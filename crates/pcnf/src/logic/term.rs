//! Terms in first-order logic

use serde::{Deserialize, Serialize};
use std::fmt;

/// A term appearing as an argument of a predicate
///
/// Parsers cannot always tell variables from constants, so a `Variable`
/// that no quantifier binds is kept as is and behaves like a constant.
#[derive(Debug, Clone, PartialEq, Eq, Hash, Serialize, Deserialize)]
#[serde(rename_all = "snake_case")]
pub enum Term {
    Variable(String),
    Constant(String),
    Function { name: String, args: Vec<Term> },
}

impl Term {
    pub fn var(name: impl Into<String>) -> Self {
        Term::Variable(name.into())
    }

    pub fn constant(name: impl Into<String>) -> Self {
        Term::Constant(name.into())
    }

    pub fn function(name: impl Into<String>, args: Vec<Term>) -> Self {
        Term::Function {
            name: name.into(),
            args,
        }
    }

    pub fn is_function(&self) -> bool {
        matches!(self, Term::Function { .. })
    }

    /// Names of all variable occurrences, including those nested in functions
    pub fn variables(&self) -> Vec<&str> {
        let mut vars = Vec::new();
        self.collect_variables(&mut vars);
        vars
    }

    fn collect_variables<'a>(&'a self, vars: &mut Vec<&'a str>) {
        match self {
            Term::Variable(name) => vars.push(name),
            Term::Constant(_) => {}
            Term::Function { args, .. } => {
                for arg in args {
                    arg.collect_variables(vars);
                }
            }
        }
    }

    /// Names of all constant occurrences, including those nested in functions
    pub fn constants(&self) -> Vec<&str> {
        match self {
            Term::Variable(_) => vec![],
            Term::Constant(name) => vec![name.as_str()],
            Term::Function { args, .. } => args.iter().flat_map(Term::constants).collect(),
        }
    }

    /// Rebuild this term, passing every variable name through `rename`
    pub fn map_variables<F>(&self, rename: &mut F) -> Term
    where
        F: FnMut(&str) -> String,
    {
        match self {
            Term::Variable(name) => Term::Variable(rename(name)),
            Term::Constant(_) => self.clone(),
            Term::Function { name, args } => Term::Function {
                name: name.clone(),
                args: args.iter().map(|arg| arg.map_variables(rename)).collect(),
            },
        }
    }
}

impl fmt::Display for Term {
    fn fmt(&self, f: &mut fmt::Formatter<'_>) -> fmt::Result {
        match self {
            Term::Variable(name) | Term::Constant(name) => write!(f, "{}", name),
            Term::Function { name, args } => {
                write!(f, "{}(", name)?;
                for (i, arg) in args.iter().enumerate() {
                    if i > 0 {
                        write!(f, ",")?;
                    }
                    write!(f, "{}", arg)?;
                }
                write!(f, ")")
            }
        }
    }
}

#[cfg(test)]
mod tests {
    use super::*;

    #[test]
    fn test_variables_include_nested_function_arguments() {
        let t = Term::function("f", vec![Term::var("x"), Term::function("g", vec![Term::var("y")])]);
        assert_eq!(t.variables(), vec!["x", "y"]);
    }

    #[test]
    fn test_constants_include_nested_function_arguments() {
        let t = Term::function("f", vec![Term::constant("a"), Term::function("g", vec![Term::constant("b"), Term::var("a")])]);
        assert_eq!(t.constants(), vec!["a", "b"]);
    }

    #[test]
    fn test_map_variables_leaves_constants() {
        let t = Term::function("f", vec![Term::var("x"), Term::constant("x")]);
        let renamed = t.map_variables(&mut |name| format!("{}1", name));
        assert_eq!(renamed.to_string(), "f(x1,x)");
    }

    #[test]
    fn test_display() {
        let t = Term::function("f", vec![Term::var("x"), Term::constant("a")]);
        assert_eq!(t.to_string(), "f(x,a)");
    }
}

-=-=-

*WHAT TO DO*. All lines with the string "Serialize" must be copied from the data.

*OUTPUT BELOW*.
use serde::{Deserialize, Serialize};
#[derive(Debug, Clone, PartialEq, Eq, Hash, Serialize, Deserialize)]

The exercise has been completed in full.